+++ RECORDS SUPPLIED +++

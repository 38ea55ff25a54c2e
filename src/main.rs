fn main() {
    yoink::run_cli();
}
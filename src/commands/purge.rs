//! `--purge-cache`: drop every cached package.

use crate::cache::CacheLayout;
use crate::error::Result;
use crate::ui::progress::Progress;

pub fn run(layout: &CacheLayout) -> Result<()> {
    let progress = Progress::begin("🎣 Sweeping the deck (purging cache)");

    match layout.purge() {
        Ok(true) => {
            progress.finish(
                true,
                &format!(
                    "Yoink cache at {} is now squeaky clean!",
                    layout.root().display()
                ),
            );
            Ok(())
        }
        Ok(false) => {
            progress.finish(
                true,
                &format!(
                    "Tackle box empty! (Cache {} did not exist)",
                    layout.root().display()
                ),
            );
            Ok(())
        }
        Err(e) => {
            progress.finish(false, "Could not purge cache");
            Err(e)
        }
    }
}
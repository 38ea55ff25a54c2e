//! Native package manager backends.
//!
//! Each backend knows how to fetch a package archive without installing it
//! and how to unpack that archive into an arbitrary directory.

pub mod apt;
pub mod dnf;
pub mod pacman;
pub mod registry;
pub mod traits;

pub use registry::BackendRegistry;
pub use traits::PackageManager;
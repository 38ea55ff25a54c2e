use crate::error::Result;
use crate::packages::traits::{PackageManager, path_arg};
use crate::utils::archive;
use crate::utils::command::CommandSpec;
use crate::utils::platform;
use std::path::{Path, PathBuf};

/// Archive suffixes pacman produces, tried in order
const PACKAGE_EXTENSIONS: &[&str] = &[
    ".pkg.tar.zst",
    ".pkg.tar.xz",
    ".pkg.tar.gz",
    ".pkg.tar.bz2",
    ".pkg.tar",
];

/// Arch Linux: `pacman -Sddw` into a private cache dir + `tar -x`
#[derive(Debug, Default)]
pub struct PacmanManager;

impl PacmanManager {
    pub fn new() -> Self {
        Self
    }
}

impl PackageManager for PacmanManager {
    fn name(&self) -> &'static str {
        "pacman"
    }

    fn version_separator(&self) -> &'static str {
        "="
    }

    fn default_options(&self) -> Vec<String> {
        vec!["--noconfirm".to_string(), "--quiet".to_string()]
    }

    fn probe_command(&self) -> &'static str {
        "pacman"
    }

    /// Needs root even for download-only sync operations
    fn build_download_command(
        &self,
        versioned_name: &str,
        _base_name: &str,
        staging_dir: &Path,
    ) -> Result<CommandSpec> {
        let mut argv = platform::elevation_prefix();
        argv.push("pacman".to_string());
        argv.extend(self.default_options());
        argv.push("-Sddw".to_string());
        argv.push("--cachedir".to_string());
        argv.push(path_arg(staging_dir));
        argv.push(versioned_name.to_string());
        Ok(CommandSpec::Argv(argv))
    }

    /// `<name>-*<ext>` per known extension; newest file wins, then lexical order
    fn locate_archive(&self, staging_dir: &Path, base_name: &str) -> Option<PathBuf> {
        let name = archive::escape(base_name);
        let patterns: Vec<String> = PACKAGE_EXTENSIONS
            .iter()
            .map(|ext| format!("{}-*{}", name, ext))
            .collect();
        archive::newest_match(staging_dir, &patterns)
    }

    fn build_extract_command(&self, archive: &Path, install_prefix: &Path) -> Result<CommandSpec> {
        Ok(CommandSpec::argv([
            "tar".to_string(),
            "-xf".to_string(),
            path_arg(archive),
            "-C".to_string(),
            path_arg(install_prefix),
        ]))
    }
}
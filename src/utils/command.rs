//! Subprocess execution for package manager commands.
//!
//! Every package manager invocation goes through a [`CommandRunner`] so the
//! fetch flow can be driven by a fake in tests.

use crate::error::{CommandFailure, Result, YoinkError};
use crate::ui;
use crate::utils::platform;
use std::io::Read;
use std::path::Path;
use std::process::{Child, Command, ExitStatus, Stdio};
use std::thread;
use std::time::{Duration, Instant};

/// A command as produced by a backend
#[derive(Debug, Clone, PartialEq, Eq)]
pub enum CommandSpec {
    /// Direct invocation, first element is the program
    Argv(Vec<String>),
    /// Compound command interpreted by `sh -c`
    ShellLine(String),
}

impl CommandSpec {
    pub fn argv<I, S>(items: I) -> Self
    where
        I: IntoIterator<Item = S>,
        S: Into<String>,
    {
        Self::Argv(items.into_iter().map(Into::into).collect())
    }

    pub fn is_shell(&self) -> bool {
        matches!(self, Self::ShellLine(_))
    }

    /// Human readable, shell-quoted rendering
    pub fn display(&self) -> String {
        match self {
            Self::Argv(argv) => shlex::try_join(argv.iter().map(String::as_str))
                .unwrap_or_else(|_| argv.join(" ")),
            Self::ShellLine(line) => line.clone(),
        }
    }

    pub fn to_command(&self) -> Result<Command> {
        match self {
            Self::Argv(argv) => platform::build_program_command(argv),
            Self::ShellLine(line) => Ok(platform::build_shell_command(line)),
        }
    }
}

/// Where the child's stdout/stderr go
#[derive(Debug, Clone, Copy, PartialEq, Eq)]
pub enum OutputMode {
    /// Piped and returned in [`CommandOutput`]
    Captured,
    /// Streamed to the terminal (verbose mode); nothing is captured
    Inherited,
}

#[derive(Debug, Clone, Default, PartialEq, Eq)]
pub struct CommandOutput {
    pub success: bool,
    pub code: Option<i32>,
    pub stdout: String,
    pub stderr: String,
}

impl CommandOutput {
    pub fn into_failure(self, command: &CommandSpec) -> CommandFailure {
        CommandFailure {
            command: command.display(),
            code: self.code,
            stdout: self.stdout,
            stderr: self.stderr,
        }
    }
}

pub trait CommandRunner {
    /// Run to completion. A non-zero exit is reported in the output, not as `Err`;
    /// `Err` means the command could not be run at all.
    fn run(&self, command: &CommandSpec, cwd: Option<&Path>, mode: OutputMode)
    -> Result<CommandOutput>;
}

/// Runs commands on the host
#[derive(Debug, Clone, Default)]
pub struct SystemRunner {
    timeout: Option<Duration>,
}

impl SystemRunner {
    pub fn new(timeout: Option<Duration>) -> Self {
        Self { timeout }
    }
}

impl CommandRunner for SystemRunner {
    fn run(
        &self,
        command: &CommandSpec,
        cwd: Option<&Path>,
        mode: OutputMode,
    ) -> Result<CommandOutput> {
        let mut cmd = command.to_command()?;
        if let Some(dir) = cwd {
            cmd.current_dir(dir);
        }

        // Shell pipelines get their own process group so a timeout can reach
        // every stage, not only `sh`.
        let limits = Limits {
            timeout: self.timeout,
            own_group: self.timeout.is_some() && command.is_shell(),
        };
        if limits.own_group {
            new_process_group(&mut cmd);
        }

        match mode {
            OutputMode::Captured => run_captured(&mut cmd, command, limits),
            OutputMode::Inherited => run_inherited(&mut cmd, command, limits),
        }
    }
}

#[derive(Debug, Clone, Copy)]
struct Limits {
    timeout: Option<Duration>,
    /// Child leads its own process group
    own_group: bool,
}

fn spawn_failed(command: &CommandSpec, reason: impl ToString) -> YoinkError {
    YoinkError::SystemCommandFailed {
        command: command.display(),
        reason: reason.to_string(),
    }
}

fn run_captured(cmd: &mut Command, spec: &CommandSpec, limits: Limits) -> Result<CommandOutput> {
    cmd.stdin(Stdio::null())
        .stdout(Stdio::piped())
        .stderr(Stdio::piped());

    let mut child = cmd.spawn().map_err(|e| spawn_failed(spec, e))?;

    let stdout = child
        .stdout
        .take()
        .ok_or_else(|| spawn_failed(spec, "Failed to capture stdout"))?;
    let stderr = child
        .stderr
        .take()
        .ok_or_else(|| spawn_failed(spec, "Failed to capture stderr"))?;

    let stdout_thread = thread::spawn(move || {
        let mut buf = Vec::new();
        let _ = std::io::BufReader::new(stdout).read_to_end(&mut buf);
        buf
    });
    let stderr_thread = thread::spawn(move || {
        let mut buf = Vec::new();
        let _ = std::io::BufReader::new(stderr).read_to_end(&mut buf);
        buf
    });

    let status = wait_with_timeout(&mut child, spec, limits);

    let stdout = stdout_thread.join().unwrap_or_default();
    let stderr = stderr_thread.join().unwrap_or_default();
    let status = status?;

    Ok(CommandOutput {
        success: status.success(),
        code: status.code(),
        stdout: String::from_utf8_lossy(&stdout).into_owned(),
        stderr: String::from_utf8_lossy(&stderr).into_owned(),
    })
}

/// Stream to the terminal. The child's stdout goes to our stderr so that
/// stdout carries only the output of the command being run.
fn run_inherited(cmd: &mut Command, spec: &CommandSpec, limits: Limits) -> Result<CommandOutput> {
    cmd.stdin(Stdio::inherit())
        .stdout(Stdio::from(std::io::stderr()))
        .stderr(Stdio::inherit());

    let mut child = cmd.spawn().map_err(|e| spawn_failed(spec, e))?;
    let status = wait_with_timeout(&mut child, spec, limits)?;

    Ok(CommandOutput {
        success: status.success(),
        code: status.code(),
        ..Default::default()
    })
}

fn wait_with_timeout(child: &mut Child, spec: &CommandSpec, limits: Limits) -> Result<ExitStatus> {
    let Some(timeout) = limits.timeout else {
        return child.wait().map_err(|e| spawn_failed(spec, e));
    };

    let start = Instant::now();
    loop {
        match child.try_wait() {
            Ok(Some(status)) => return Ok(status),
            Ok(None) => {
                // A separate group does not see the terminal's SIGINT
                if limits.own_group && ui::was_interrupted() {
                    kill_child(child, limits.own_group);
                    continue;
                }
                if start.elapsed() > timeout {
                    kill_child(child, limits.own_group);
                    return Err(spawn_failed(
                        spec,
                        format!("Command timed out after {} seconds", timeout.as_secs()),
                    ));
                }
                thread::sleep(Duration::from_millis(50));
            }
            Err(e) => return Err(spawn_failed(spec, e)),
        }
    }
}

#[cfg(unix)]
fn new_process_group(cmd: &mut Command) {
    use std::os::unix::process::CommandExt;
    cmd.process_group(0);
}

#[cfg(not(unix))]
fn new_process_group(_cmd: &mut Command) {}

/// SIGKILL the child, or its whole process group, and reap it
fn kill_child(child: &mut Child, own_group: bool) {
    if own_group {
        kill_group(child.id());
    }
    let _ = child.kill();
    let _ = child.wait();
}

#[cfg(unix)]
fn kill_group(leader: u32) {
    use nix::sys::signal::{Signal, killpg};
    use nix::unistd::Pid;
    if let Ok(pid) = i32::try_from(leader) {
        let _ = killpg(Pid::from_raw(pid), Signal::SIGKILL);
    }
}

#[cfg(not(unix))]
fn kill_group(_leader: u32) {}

+++

BRIEF:
Taking each line of the material above in turn, count those containing the string "ShellLine". State the number alone.

TASK RESULT:
4